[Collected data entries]
══════════

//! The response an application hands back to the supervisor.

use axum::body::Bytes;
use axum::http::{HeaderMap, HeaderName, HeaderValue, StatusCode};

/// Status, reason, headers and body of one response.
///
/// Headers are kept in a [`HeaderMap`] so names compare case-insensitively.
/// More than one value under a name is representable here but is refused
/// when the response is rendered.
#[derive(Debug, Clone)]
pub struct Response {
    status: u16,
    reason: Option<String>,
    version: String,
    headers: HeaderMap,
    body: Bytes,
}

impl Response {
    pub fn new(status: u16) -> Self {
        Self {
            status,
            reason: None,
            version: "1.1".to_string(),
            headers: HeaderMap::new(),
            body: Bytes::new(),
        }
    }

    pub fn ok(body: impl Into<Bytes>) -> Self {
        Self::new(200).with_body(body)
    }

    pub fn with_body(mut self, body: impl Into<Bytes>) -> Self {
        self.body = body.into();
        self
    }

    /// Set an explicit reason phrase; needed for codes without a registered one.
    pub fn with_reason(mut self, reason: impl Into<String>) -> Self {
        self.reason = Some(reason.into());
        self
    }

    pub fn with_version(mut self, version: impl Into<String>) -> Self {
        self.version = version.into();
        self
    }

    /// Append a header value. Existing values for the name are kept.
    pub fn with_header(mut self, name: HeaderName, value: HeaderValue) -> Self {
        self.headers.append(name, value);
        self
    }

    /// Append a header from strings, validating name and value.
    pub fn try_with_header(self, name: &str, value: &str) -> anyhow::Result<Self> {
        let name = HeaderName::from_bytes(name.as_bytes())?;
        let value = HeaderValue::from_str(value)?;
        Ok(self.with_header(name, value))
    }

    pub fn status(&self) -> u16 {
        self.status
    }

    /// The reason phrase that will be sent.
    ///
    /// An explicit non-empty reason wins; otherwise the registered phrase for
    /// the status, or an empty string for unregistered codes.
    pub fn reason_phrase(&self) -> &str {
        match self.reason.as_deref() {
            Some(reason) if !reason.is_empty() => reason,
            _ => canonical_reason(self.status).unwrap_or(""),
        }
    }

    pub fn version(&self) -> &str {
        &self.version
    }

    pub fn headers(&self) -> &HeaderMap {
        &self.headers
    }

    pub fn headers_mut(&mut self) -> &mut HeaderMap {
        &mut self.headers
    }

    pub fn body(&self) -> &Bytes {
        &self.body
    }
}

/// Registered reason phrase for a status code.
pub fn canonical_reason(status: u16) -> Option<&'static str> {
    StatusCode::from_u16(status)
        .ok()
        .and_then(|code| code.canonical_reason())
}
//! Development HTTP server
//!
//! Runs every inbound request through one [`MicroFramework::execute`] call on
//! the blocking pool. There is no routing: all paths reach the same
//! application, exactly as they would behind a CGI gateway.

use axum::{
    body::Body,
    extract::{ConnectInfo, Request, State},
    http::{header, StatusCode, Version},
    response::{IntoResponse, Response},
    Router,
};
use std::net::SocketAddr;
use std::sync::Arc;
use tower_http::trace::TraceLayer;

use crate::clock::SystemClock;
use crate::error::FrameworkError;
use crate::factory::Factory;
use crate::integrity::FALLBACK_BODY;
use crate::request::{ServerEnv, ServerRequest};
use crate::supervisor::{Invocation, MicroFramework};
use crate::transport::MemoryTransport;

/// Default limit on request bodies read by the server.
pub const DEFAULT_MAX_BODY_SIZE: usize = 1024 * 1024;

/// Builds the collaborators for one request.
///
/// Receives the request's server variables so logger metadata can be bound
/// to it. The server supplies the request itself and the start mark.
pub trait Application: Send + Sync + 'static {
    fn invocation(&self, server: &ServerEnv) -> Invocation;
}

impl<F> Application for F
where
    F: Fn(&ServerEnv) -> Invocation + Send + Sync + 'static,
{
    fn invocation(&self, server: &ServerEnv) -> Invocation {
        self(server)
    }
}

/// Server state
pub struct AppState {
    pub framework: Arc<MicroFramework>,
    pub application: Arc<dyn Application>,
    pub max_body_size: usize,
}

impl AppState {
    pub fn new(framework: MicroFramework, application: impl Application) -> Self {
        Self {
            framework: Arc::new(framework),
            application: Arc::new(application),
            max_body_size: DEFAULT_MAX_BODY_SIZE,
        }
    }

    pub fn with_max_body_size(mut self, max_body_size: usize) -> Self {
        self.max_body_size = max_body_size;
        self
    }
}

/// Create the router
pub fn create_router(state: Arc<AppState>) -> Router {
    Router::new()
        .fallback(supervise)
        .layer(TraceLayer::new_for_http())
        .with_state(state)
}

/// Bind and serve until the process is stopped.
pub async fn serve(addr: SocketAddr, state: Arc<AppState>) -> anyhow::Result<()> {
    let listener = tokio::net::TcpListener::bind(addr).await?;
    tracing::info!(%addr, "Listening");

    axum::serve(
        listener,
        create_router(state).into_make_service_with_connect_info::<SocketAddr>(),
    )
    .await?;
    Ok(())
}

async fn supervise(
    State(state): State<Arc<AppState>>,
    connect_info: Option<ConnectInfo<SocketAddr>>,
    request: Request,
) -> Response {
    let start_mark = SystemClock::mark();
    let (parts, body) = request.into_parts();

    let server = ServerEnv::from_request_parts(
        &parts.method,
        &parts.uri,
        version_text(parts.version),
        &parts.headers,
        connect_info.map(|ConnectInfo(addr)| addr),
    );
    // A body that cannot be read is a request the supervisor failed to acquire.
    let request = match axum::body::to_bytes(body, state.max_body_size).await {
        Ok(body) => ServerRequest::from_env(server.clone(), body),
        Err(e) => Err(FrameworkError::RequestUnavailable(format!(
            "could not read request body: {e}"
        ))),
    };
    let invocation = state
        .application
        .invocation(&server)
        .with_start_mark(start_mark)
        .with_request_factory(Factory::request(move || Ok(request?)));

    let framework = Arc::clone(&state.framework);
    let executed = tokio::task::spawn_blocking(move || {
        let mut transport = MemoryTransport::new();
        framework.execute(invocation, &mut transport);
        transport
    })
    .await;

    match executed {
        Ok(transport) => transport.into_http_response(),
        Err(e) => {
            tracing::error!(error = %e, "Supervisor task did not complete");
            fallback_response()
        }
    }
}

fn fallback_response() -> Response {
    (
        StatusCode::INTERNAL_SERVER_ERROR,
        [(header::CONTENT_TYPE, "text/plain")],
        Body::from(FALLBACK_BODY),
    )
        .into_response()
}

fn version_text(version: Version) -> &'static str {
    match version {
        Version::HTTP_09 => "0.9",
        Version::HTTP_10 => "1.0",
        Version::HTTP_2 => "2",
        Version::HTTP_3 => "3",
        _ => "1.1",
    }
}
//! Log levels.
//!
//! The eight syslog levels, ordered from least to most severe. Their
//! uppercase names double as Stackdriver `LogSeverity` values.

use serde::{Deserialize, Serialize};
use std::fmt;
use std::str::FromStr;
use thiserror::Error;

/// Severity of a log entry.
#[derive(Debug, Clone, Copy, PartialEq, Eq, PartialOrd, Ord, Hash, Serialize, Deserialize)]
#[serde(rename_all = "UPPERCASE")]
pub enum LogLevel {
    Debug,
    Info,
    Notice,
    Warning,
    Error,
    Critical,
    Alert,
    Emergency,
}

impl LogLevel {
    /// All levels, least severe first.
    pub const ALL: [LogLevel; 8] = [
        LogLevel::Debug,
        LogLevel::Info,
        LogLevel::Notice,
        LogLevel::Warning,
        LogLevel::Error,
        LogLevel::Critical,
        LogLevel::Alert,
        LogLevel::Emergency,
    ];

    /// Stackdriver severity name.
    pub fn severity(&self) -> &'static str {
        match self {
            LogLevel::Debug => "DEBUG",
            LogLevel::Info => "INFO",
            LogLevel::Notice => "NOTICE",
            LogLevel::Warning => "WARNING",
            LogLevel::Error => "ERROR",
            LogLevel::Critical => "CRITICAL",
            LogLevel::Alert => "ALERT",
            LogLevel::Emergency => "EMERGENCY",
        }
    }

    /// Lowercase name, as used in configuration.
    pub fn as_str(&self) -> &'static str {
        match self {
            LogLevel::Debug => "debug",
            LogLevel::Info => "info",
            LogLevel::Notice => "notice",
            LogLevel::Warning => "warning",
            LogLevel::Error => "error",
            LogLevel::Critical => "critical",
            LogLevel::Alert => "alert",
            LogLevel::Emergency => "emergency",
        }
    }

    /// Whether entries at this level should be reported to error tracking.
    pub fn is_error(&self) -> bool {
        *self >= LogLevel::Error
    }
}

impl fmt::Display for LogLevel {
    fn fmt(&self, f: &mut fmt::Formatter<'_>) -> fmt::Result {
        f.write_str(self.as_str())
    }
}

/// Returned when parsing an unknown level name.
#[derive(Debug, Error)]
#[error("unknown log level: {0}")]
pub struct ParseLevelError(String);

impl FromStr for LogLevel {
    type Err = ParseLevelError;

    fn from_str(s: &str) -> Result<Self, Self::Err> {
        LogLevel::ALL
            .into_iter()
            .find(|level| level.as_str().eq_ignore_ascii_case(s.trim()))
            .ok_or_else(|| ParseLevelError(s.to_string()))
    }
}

══════════

Whenever the word "match" appears in a line of the data above, that line counts. Say how many lines count, and nothing more.

Reply to the exercise =
6